Michelle Obama on Monday returned to a London school that she had visited as US first lady encouraging students to “practice sisterhood” as she presented a new memoir of her life.
Obama was in the British capital to promote her hotly anticipated book, Becoming, which has already sold more copies than any other book published in the US this year.
She told about 300 students — mostly girls aged between 11 and 18 — at a north London school that her previous visit there as first lady in 2009 had inspired her to work for better education.
“I was moved, touched and inspired as I always am by young people I meet around the world,” said the 54-year-old mother of two and first African-American first lady. “You reminded me of me, all the fears, the challenges you face. You guys gave me a sense of comfort.”

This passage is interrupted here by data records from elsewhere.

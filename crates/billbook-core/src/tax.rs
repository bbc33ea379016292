//! # GST Split
//!
//! ```text
//! tax = line_amount × rate
//!
//!   SameState       ──► CGST = tax / 2, SGST = tax / 2, IGST = 0
//!   DifferentState  ──► CGST = 0,       SGST = 0,       IGST = tax
//! ```
//!
//! No rounding happens here. Halves of odd paise stay fractional until the
//! totals are rounded for display.

use rust_decimal::Decimal;
use serde::{Deserialize, Serialize};
use std::ops::{Add, AddAssign};

use crate::rates::{TaxJurisdiction, TaxRate};

/// Tax on one line (or an accumulation of lines), by component.
#[derive(Debug, Clone, Copy, Default, PartialEq, Eq, Serialize, Deserialize)]
#[serde(rename_all = "camelCase")]
pub struct TaxSplit {
    pub cgst: Decimal,
    pub sgst: Decimal,
    pub igst: Decimal,
}

impl TaxSplit {
    /// Sum of the three components.
    pub fn total(&self) -> Decimal {
        self.cgst + self.sgst + self.igst
    }
}

impl Add for TaxSplit {
    type Output = TaxSplit;

    fn add(self, other: TaxSplit) -> TaxSplit {
        TaxSplit {
            cgst: self.cgst + other.cgst,
            sgst: self.sgst + other.sgst,
            igst: self.igst + other.igst,
        }
    }
}

impl AddAssign for TaxSplit {
    fn add_assign(&mut self, other: TaxSplit) {
        *self = *self + other;
    }
}

/// Splits the tax on `line_amount` according to `jurisdiction`.
///
/// ## Example
/// ```rust
/// use billbook_core::rates::{TaxJurisdiction, TaxRate};
/// use billbook_core::tax::split_tax;
/// use rust_decimal::Decimal;
///
/// let split = split_tax(Decimal::from(200), TaxRate::GST_18, TaxJurisdiction::SameState);
/// assert_eq!(split.cgst, Decimal::from(18));
/// assert_eq!(split.sgst, Decimal::from(18));
/// assert!(split.igst.is_zero());
/// ```
pub fn split_tax(line_amount: Decimal, rate: TaxRate, jurisdiction: TaxJurisdiction) -> TaxSplit {
    let tax = line_amount * rate.to_fraction();

    match jurisdiction {
        TaxJurisdiction::SameState => {
            let half = tax / Decimal::TWO;
            TaxSplit {
                cgst: half,
                sgst: half,
                igst: Decimal::ZERO,
            }
        }
        TaxJurisdiction::DifferentState => TaxSplit {
            cgst: Decimal::ZERO,
            sgst: Decimal::ZERO,
            igst: tax,
        },
    }
}

#[cfg(test)]
mod tests {
    use super::*;

    #[test]
    fn test_inter_state_is_all_igst() {
        let split = split_tax(Decimal::from(200), TaxRate::GST_18, TaxJurisdiction::DifferentState);
        assert_eq!(split.igst, Decimal::from(36));
        assert!(split.cgst.is_zero() && split.sgst.is_zero());
    }

    #[test]
    fn test_split_is_a_partition() {
        let amounts = [
            Decimal::ZERO,
            Decimal::new(5, 2),
            Decimal::from(450),
            Decimal::new(1_234_567, 3),
        ];
        for amount in amounts {
            for rate in TaxRate::SLABS {
                let expected = amount * rate.to_fraction();
                let same = split_tax(amount, rate, TaxJurisdiction::SameState);
                let diff = split_tax(amount, rate, TaxJurisdiction::DifferentState);

                assert_eq!(same.total(), expected);
                assert_eq!(same.cgst, same.sgst);
                assert!(same.igst.is_zero());

                assert_eq!(diff.total(), expected);
                assert!((diff.cgst + diff.sgst).is_zero());
            }
        }
    }

    #[test]
    fn test_halves_are_not_rounded() {
        // 18% of ₹0.05 = 0.009, halves of 0.0045
        let split = split_tax(Decimal::new(5, 2), TaxRate::GST_18, TaxJurisdiction::SameState);
        assert_eq!(split.cgst, Decimal::new(45, 4));
    }

    #[test]
    fn test_accumulate() {
        let mut acc = TaxSplit::default();
        acc += split_tax(Decimal::from(450), TaxRate::GST_5, TaxJurisdiction::SameState);
        acc += split_tax(Decimal::from(150), TaxRate::GST_12, TaxJurisdiction::SameState);
        assert_eq!(acc.cgst, Decimal::new(2025, 2));
        assert_eq!(acc.total(), Decimal::new(405, 1));
    }
}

Obama confessed to facing numerous hurdles and confronting teachers who “underestimated me at every step.”
“I was told: ‘I don’t think you are Princeton material.’ My dreams were too high,” she said.
However, Obama graduated from the illustrious Ivy League university and went on to Harvard Law School before joining a Chicago law firm where she met her future husband and US president, Barack Obama.

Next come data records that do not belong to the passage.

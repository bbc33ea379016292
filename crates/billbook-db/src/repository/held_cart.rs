//! # Held Cart Repository
//!
//! Parks a cart so the till can serve the next customer, then resumes it
//! later by id. The cart is stored whole as a JSON payload; `customer_id`
//! and `item_count` are copied into columns for the listing.
//!
//! ```text
//! POST /sessions/{id}/hold ──► save(cart) ──► held_carts row
//! POST /sessions/held/{id}/resume ──► load(id) + delete(id) ──► new session
//! ```

use async_trait::async_trait;
use chrono::{DateTime, Utc};
use sqlx::{FromRow, SqlitePool};
use tracing::debug;

use crate::error::{DbError, DbResult};
use billbook_core::ports::{CartStore, HeldCartSummary};
use billbook_core::{Cart, RepoResult};

#[derive(Debug, FromRow)]
struct HeldCartRow {
    id: String,
    customer_id: Option<String>,
    item_count: i64,
    held_at: DateTime<Utc>,
}

impl From<HeldCartRow> for HeldCartSummary {
    fn from(row: HeldCartRow) -> Self {
        HeldCartSummary {
            id: row.id,
            customer_id: row.customer_id,
            item_count: row.item_count,
            held_at: row.held_at,
        }
    }
}

/// Repository for parked carts.
#[derive(Debug, Clone)]
pub struct HeldCartRepository {
    pool: SqlitePool,
}

impl HeldCartRepository {
    /// Creates a new HeldCartRepository.
    pub fn new(pool: SqlitePool) -> Self {
        HeldCartRepository { pool }
    }

    /// Inserts the cart, or replaces a held cart with the same id.
    pub async fn save(&self, cart: &Cart) -> DbResult<()> {
        let payload = serde_json::to_string(cart)?;

        debug!(cart_id = %cart.id, items = cart.item_count(), "Holding cart");

        sqlx::query(
            r#"
            INSERT INTO held_carts (id, customer_id, item_count, payload, held_at)
            VALUES (?1, ?2, ?3, ?4, ?5)
            ON CONFLICT (id) DO UPDATE SET
                customer_id = excluded.customer_id,
                item_count = excluded.item_count,
                payload = excluded.payload,
                held_at = excluded.held_at
            "#,
        )
        .bind(&cart.id)
        .bind(&cart.customer_id)
        .bind(cart.item_count() as i64)
        .bind(payload)
        .bind(Utc::now())
        .execute(&self.pool)
        .await?;

        Ok(())
    }

    /// Loads a held cart by id.
    pub async fn load(&self, id: &str) -> DbResult<Cart> {
        let payload: Option<String> =
            sqlx::query_scalar("SELECT payload FROM held_carts WHERE id = ?1")
                .bind(id)
                .fetch_optional(&self.pool)
                .await?;

        let payload = payload.ok_or_else(|| DbError::not_found("Held cart", id))?;
        Ok(serde_json::from_str(&payload)?)
    }

    /// Deletes a held cart. Returns false if there was none.
    pub async fn delete(&self, id: &str) -> DbResult<bool> {
        let result = sqlx::query("DELETE FROM held_carts WHERE id = ?1")
            .bind(id)
            .execute(&self.pool)
            .await?;

        Ok(result.rows_affected() > 0)
    }

    /// Lists held carts, most recently held first.
    pub async fn list_held(&self) -> DbResult<Vec<HeldCartSummary>> {
        let rows: Vec<HeldCartRow> = sqlx::query_as(
            "SELECT id, customer_id, item_count, held_at FROM held_carts ORDER BY held_at DESC",
        )
        .fetch_all(&self.pool)
        .await?;

        Ok(rows.into_iter().map(HeldCartSummary::from).collect())
    }
}

#[async_trait]
impl CartStore for HeldCartRepository {
    async fn save(&self, cart: &Cart) -> RepoResult<()> {
        Ok(HeldCartRepository::save(self, cart).await?)
    }

    async fn load(&self, id: &str) -> RepoResult<Cart> {
        Ok(HeldCartRepository::load(self, id).await?)
    }

    async fn delete(&self, id: &str) -> RepoResult<bool> {
        Ok(HeldCartRepository::delete(self, id).await?)
    }

    async fn list_held(&self) -> RepoResult<Vec<HeldCartSummary>> {
        Ok(HeldCartRepository::list_held(self).await?)
    }
}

She urged the students to find strength in each other as they overcome their own doubters and naysayers.
“Practice that kind of sisterhood,” Michelle Obama said. “There are enough obstacles around.”

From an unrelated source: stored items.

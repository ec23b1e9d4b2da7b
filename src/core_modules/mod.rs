pub mod binner;
pub mod channel_aggregator;
pub mod component;
pub mod error;
pub mod exporter;
pub mod region;
pub mod similarity;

The students seemed amazed that such a famous speaker came to their school.
“It did not really sink in that it was her,” 11-year-old Emma said.
However, Michelle Obama has canceled book tour stops in Paris and Berlin to attend the funeral of former US president George H.W. Bush, who died on Friday aged 94.
Later at the British capital’s Southbank Centre, where she discussed her book with author Chimamanda Ngozi Adichie, she was asked what message she wanted to give to young black women.
“What happens to black women, you become a caricature ... the size of her hips, her style... We are demonized,” Michelle Obama said. “We are angry, too loud, too everything. My advice: Start by getting those demons out of your head and tell yourself: ‘I’m good enough.’”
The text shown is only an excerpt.